//! Config command - View and manage fsmgr configuration
//!
//! Provides the `fsmgr config` CLI command which:
//! 1. Shows the effective configuration (YAML or JSON)
//! 2. Validates the configuration file and reports errors
//! 3. Writes a default configuration file to start from

use anyhow::{Context as _, Result};
use clap::Subcommand;
use fsmgr_core::config::Config;
use tracing::info;

use super::Context;

#[derive(Debug, Subcommand)]
pub enum ConfigCommand {
    /// Display current configuration
    Show,
    /// Validate configuration file
    Validate,
    /// Write a default configuration file
    Init {
        /// Overwrite an existing file
        #[arg(long)]
        force: bool,
    },
}

impl ConfigCommand {
    pub async fn execute(&self, ctx: &Context) -> Result<()> {
        match self {
            ConfigCommand::Show => execute_show(ctx),
            ConfigCommand::Validate => execute_validate(ctx),
            ConfigCommand::Init { force } => execute_init(ctx, *force),
        }
    }
}

fn execute_show(ctx: &Context) -> Result<()> {
    let formatter = ctx.formatter();
    let config_path = ctx.config_path();
    let config = ctx.load_config();

    info!(config_path = %config_path.display(), "Showing configuration");

    if ctx.is_json() {
        let json =
            serde_json::to_value(&config).context("Failed to serialize configuration to JSON")?;
        formatter.print_json(&json);
    } else {
        formatter.success(&format!("Configuration ({})", config_path.display()));
        if !config_path.exists() {
            formatter.info("(file not found, showing defaults)");
        }
        formatter.info("");
        let yaml =
            serde_yaml::to_string(&config).context("Failed to serialize configuration to YAML")?;
        for line in yaml.lines() {
            formatter.info(line);
        }
    }
    Ok(())
}

fn execute_validate(ctx: &Context) -> Result<()> {
    let formatter = ctx.formatter();
    let config_path = ctx.config_path();

    // Load explicitly: a parse error must not fall back to defaults
    let config = match Config::load(&config_path) {
        Ok(cfg) => cfg,
        Err(e) if !config_path.exists() => {
            if ctx.is_json() {
                formatter.print_json(&serde_json::json!({
                    "valid": false,
                    "config_path": config_path.display().to_string(),
                    "errors": ["Configuration file not found. Using defaults."],
                }));
            } else {
                formatter.info(&format!(
                    "Configuration file not found at {} ({})",
                    config_path.display(),
                    e
                ));
                formatter.info("Using default configuration. Run 'fsmgr config init' to create one.");
            }
            return Ok(());
        }
        Err(e) => {
            if ctx.is_json() {
                formatter.print_json(&serde_json::json!({
                    "valid": false,
                    "config_path": config_path.display().to_string(),
                    "errors": [format!("Failed to parse configuration: {}", e)],
                }));
            } else {
                formatter.error(&format!("Failed to parse configuration: {}", e));
                formatter.info(&format!("File: {}", config_path.display()));
            }
            return Ok(());
        }
    };

    info!(config_path = %config_path.display(), "Validating configuration");
    let errors = config.validate();

    if ctx.is_json() {
        let error_strings: Vec<String> = errors.iter().map(|e| e.to_string()).collect();
        formatter.print_json(&serde_json::json!({
            "valid": errors.is_empty(),
            "config_path": config_path.display().to_string(),
            "errors": error_strings,
        }));
    } else if errors.is_empty() {
        formatter.success("Configuration is valid");
        formatter.info(&format!("File: {}", config_path.display()));
    } else {
        formatter.error(&format!(
            "Configuration has {} error{}:",
            errors.len(),
            if errors.len() == 1 { "" } else { "s" }
        ));
        formatter.info(&format!("File: {}", config_path.display()));
        formatter.info("");
        for error in &errors {
            formatter.info(&format!("  {} - {}", error.field, error.message));
        }
    }
    Ok(())
}

fn execute_init(ctx: &Context, force: bool) -> Result<()> {
    let formatter = ctx.formatter();
    let config_path = ctx.config_path();

    if config_path.exists() && !force {
        anyhow::bail!(
            "{} already exists (use --force to overwrite)",
            config_path.display()
        );
    }

    Config::default()
        .save(&config_path)
        .with_context(|| format!("Failed to write {}", config_path.display()))?;
    info!(config_path = %config_path.display(), "Wrote default configuration");

    if ctx.is_json() {
        formatter.print_json(&serde_json::json!({
            "success": true,
            "config_path": config_path.display().to_string(),
        }));
    } else {
        formatter.success(&format!("Wrote {}", config_path.display()));
    }
    Ok(())
}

○ ○ ○ ○ ○ ○ ○

Task instructions:
Please copy out each line of the material that holds the string "success".

Response area:
        formatter.success(&format!("Configuration ({})", config_path.display()));
        formatter.success("Configuration is valid");
            "success": true,
        formatter.success(&format!("Wrote {}", config_path.display()));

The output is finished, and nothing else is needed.